_Aim of the exercise_:
Find the line containing "let record_service = RecordService::new(storage, ledger);" in the entries below. Restate it and each line after it, word for word, up to and including the line containing "or with surrounding".

_Provided material_:
┌────────

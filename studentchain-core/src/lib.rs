//! **StudentChain Core** is a library for managing student-submitted
//! document records and their anchoring on a public ledger.
//!
//! Students upload documents, school accounts approve, reject or revoke
//! them, and each approved document's content hash is recorded on a ledger
//! smart contract so third parties can verify authenticity from a QR code
//! without trusting the application database.
//!
//! ## Repository structure
//!
//! The library consists of three crates:
//!
//! * **Providers**: the data model, hash canonicalization, the ledger
//!   client, account storage and the reconciliation layer.
//! * **Crypto**: content hashing, delimited in its own crate so the digest
//!   primitive can be audited independently.
//! * **Core**: a service layer orchestrating the providers — account
//!   auto-registration, the record lifecycle state machine, and the public
//!   verification path.
//!
//! ## Getting started
//!
//! Initialize the core (`None` uses the default configuration):
//!
//! ```ignore rust
//! let core = StudentChainCore::new(None, Arc::new(ReqwestClient::default())).unwrap();
//! ```
//!
//! Then start using the services, e.g.:
//!
//! ```ignore rust
//! let account = core.account_service.wallet_login("0xAbC…").await?;
//! let hash = core.hasher.hash_hex(&file_bytes)?;
//! let record_id = core
//!     .record_service
//!     .submit(&account.id, "diploma.pdf", &hash, file_bytes)
//!     .await?;
//! ```

use std::collections::HashMap;
use std::error::Error;
use std::sync::Arc;

use studentchain_crypto::imp::hasher::sha256::SHA256;
use studentchain_crypto::Hasher;
use studentchain_providers::http_client::imp::reqwest_client::ReqwestClient;
use studentchain_providers::http_client::HttpClient;
use studentchain_providers::ledger::imp::rpc_client::{JsonRpcLedgerClient, Params};
use studentchain_providers::reconciliation::status_cache::StatusCache;
use studentchain_providers::reconciliation::LedgerReconciler;
use studentchain_providers::storage::in_memory::InMemoryStorage;

use config::CoreConfig;
use service::account_service::AccountService;
use service::record_service::RecordService;
use service::verification_service::VerificationService;

pub mod config;
pub mod service;

pub struct StudentChainCore {
    pub account_service: AccountService,
    pub record_service: RecordService,
    pub verification_service: VerificationService,
    /// Digest used for file ingestion; always computed over the raw
    /// uploaded bytes.
    pub hasher: Arc<dyn Hasher>,
}

impl Default for StudentChainCore {
    fn default() -> Self {
        Self::new(None, Arc::new(ReqwestClient::default())).unwrap()
    }
}

impl StudentChainCore {
    pub fn new(
        config: Option<CoreConfig>,
        client: Arc<dyn HttpClient>,
    ) -> Result<Self, Box<dyn Error>> {
        let config = config.unwrap_or_default();

        let hasher: Arc<dyn Hasher> = Arc::new(SHA256 {});

        let storage = Arc::new(InMemoryStorage::new(HashMap::new()));

        // initialize ledger client
        let ledger = Arc::new(JsonRpcLedgerClient::new(
            client,
            Params {
                rpc_url: config.ledger_config.rpc_url,
                contract_address: config.ledger_config.contract_address,
                call_timeout: config.ledger_config.call_timeout,
            },
        ));

        // initialize reconciliation
        let status_cache = StatusCache::new(
            config.caching_config.cache_size,
            config.caching_config.refresh_after,
        );
        let reconciler = Arc::new(LedgerReconciler::new(ledger.clone(), status_cache));

        let account_service = AccountService::new(storage.clone());
        let record_service = RecordService::new(storage, ledger);
        let verification_service = VerificationService::new(reconciler);

        Ok(Self {
            account_service,
            record_service,
            verification_service,
            hasher,
        })
    }
}
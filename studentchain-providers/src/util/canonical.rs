//! Canonical form of content hashes.
//!
//! The same logical digest reaches the system in several textual encodings:
//! with or without a `0x` prefix, in mixed case, or with surrounding
//! whitespace. Every ledger call and every local comparison goes through one
//! canonical form, so a record can never show as unverified purely because
//! of an encoding mismatch.

use serde::{Deserialize, Serialize};

/// A content hash in canonical form: a single `0x` prefix followed by
/// lowercase hex. Construct via [`canonicalize`].
#[derive(Debug, Clone, Eq, PartialEq, Hash, Serialize, Deserialize)]
pub struct CanonicalHash(String);

impl CanonicalHash {
    /// The `0x`-prefixed lowercase form used for all ledger calls.
    pub fn as_str(&self) -> &str {
        &self.0
    }

    /// Unprefixed lowercase form. Kept only as a secondary lookup key for
    /// matching values recorded before canonicalization was enforced.
    pub fn bare(&self) -> &str {
        &self.0[2..]
    }

    /// True when the input held no hash at all (only whitespace and/or a
    /// bare prefix).
    pub fn is_empty(&self) -> bool {
        self.0.len() == 2
    }
}

impl std::fmt::Display for CanonicalHash {
    fn fmt(&self, f: &mut std::fmt::Formatter<'_>) -> std::fmt::Result {
        std::fmt::Display::fmt(&self.0, f)
    }
}

/// Normalizes a raw hash string: trim whitespace, strip one leading
/// case-insensitive `0x`, lowercase, re-prepend `0x`. Idempotent.
pub fn canonicalize(raw: &str) -> CanonicalHash {
    let trimmed = raw.trim();
    let stripped = trimmed
        .strip_prefix("0x")
        .or_else(|| trimmed.strip_prefix("0X"))
        .unwrap_or(trimmed);
    CanonicalHash(format!("0x{}", stripped.to_lowercase()))
}
//! Ledger anchoring for approved records.
//!
//! Approved record hashes are anchored on a public ledger through a smart
//! contract exposing `verifyRecord`/`addRecord`/`revokeRecord`. The contract
//! itself is an opaque collaborator: this module defines the read/write
//! client interface plus a JSON-RPC implementation of it.
//!
//! Writes are asynchronous and potentially slow or failing; the caller must
//! treat [`add_record`]/[`revoke_record`] followed by [`await_confirmation`]
//! as a blocking prerequisite step and commit no local state until the
//! confirmation succeeds.
//!
//! [`add_record`]: LedgerClient::add_record
//! [`revoke_record`]: LedgerClient::revoke_record
//! [`await_confirmation`]: LedgerClient::await_confirmation

use crate::common_models::account::WalletAddress;
use crate::ledger::error::LedgerError;
use crate::ledger::model::{LedgerRecord, TransactionHandle};
use crate::util::canonical::CanonicalHash;

pub mod error;
pub mod imp;
pub mod model;

#[cfg_attr(any(test, feature = "mock"), mockall::automock)]
#[async_trait::async_trait]
pub trait LedgerClient: Send + Sync {
    /// Read-only validity lookup. Callers pass the canonical form; the bare
    /// lowercase form is allowed only as the backward-compatible secondary
    /// key for values anchored before canonicalization was enforced.
    async fn verify_record(&self, hash: &str) -> Result<LedgerRecord, LedgerError>;

    /// Registers a hash for the given owner. The returned transaction must
    /// be confirmed before the approval is committed locally.
    async fn add_record(
        &self,
        hash: &CanonicalHash,
        owner: &WalletAddress,
    ) -> Result<TransactionHandle, LedgerError>;

    /// Removes ledger validity for a hash.
    async fn revoke_record(&self, hash: &CanonicalHash) -> Result<TransactionHandle, LedgerError>;

    /// Blocks until the transaction is confirmed or the ledger reports
    /// failure, bounded by the configured call timeout.
    async fn await_confirmation(&self, transaction: TransactionHandle) -> Result<(), LedgerError>;
}
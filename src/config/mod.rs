// Command line and environment configuration

pub mod accounts;

use clap::Arg;
use std::ffi::OsString;
use std::path::PathBuf;

pub const DEFAULT_DATABASE: &str = "fatigue_detection.db";
pub const DATABASE_ENV: &str = "FATIGUE_DB";

#[derive(Debug, Clone, PartialEq)]
pub struct Settings {
    pub database: String,
    pub accounts: Option<PathBuf>,
}

fn command() -> clap::Command {
    clap::Command::new("seed-test-users")
        .about("Create the admin, supervisor and employee test accounts")
        .arg(
            Arg::new("database")
                .short('d')
                .long("database")
                .value_name("DATABASE")
                .help("Path to SQLite database file (falls back to $FATIGUE_DB)"),
        )
        .arg(
            Arg::new("accounts")
                .short('a')
                .long("accounts")
                .value_name("ACCOUNTS")
                .help("Path to a YAML file replacing the built-in test accounts"),
        )
}

impl Settings {
    pub fn from_cli() -> Self {
        Self::resolve(command().get_matches(), std::env::var(DATABASE_ENV).ok())
    }

    /// Parse explicit arguments; `env_database` stands in for $FATIGUE_DB
    pub fn try_from_args<I, T>(args: I, env_database: Option<String>) -> Result<Self, clap::Error>
    where
        I: IntoIterator<Item = T>,
        T: Into<OsString> + Clone,
    {
        Ok(Self::resolve(command().try_get_matches_from(args)?, env_database))
    }

    fn resolve(matches: clap::ArgMatches, env_database: Option<String>) -> Self {
        let database = matches
            .get_one::<String>("database")
            .cloned()
            .or(env_database.filter(|db| !db.is_empty()))
            .unwrap_or_else(|| DEFAULT_DATABASE.to_string());

        let accounts = matches.get_one::<String>("accounts").map(PathBuf::from);

        Settings { database, accounts }
    }
}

└────────

_Result below_:
        let record_service = RecordService::new(storage, ledger);
        let verification_service = VerificationService::new(reconciler);

        Ok(Self {
            account_service,
            record_service,
            verification_service,
            hasher,
        })
    }
}
filename studentchain-providers/src/util/canonical.rs
//! Canonical form of content hashes.
//!
//! The same logical digest reaches the system in several textual encodings:
//! with or without a `0x` prefix, in mixed case, or with surrounding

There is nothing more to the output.